### WHAT THIS TASK INVOLVES
Scan the records for "struct" and copy each line that contains it.

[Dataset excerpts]
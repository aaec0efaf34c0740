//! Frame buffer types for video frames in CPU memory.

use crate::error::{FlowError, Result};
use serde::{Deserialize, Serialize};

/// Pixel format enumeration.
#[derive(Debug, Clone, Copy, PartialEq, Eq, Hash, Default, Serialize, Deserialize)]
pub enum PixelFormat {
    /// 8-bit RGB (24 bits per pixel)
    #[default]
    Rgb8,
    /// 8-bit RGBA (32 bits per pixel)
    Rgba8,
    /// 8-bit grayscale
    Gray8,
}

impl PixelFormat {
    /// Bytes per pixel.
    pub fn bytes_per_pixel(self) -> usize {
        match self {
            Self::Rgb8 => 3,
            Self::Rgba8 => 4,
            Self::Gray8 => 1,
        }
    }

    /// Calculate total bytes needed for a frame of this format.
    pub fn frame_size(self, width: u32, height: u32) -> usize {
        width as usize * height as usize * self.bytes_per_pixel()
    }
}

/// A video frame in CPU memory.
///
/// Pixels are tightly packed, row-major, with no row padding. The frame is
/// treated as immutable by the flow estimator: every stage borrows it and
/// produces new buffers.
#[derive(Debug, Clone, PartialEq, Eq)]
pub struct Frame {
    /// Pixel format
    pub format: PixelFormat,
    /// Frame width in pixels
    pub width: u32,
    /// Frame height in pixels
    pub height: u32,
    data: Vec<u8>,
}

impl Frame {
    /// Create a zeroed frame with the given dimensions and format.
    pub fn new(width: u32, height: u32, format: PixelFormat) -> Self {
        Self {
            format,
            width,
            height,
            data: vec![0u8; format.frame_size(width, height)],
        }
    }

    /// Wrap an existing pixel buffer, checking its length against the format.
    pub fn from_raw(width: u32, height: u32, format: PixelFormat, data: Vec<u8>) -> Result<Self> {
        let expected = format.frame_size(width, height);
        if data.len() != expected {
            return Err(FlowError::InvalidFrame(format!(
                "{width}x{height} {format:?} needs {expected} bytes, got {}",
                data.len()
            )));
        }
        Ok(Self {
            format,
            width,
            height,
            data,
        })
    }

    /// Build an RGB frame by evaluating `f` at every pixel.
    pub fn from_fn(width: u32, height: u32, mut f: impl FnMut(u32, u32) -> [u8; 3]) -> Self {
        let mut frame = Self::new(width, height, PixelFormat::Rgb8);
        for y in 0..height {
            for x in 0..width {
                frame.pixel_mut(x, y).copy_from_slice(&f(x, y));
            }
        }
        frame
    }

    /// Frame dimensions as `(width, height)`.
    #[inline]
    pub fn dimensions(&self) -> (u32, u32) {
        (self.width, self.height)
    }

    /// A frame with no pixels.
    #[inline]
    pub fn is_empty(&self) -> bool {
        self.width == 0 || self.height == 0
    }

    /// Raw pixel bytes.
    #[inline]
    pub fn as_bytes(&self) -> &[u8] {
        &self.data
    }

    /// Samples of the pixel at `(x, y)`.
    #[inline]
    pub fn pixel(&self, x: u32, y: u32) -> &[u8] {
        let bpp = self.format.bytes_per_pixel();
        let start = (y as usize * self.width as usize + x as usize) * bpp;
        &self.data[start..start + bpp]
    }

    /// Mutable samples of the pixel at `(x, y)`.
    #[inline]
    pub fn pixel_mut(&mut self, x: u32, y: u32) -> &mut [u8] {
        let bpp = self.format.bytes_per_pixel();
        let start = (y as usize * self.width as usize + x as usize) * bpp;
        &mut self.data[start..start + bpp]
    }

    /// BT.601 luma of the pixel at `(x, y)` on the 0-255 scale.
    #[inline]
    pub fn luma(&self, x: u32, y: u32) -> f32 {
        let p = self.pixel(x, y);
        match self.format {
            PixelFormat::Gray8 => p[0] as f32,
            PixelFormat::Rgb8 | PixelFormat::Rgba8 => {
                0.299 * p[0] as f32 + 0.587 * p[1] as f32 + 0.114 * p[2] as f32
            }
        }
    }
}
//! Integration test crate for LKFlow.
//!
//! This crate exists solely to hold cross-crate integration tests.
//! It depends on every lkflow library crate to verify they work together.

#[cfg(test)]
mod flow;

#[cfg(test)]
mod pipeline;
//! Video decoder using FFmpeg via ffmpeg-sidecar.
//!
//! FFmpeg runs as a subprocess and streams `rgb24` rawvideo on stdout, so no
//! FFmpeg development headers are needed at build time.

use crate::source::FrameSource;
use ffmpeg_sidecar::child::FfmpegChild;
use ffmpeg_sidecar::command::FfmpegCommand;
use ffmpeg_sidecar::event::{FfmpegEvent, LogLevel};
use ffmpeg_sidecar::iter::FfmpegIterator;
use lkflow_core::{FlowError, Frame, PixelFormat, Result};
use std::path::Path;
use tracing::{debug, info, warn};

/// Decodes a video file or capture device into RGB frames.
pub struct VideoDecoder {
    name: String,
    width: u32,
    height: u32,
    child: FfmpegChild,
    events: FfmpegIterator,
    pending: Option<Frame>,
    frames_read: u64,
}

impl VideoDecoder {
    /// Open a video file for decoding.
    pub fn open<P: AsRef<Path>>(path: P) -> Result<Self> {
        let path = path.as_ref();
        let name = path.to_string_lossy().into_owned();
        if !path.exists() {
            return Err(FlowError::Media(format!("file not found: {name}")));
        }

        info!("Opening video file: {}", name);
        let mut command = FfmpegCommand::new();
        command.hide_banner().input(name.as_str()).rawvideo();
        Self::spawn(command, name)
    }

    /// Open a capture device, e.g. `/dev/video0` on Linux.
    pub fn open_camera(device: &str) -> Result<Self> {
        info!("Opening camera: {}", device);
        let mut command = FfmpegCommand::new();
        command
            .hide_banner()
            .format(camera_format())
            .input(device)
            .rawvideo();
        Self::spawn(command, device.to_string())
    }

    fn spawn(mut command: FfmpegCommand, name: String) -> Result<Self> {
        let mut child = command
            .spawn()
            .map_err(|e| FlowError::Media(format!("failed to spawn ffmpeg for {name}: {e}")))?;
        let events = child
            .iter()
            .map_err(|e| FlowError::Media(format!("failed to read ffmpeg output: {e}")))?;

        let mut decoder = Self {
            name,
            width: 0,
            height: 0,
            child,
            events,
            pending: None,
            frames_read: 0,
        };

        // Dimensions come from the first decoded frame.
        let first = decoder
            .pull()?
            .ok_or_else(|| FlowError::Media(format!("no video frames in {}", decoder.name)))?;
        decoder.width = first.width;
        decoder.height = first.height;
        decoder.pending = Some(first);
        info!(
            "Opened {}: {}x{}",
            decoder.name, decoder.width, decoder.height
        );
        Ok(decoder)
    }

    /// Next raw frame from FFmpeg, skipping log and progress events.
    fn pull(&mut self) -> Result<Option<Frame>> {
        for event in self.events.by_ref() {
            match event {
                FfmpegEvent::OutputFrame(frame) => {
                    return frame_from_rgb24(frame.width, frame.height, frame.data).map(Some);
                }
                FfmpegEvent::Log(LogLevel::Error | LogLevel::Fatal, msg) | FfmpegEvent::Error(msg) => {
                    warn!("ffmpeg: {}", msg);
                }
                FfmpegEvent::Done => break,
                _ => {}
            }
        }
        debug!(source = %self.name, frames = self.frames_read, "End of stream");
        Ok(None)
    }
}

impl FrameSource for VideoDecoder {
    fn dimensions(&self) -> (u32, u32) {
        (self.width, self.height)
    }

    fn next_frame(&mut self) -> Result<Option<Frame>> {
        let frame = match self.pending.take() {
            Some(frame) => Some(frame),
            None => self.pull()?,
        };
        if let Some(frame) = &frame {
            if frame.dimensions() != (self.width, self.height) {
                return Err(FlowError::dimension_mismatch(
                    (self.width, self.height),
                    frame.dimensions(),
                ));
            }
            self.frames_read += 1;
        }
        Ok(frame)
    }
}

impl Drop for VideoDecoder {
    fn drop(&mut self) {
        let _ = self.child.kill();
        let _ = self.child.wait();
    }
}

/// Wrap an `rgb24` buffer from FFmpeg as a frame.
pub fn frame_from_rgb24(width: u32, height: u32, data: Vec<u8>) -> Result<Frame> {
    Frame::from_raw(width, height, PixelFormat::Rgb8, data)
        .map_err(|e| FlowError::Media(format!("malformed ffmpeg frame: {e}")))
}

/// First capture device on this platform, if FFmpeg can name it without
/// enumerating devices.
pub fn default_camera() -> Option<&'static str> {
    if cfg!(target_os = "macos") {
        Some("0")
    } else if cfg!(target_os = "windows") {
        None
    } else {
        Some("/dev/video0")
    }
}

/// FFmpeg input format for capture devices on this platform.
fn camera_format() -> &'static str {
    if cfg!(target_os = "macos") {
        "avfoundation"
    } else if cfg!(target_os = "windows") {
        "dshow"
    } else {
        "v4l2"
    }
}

### TASK RESULT
pub struct Frame {
pub struct VideoDecoder {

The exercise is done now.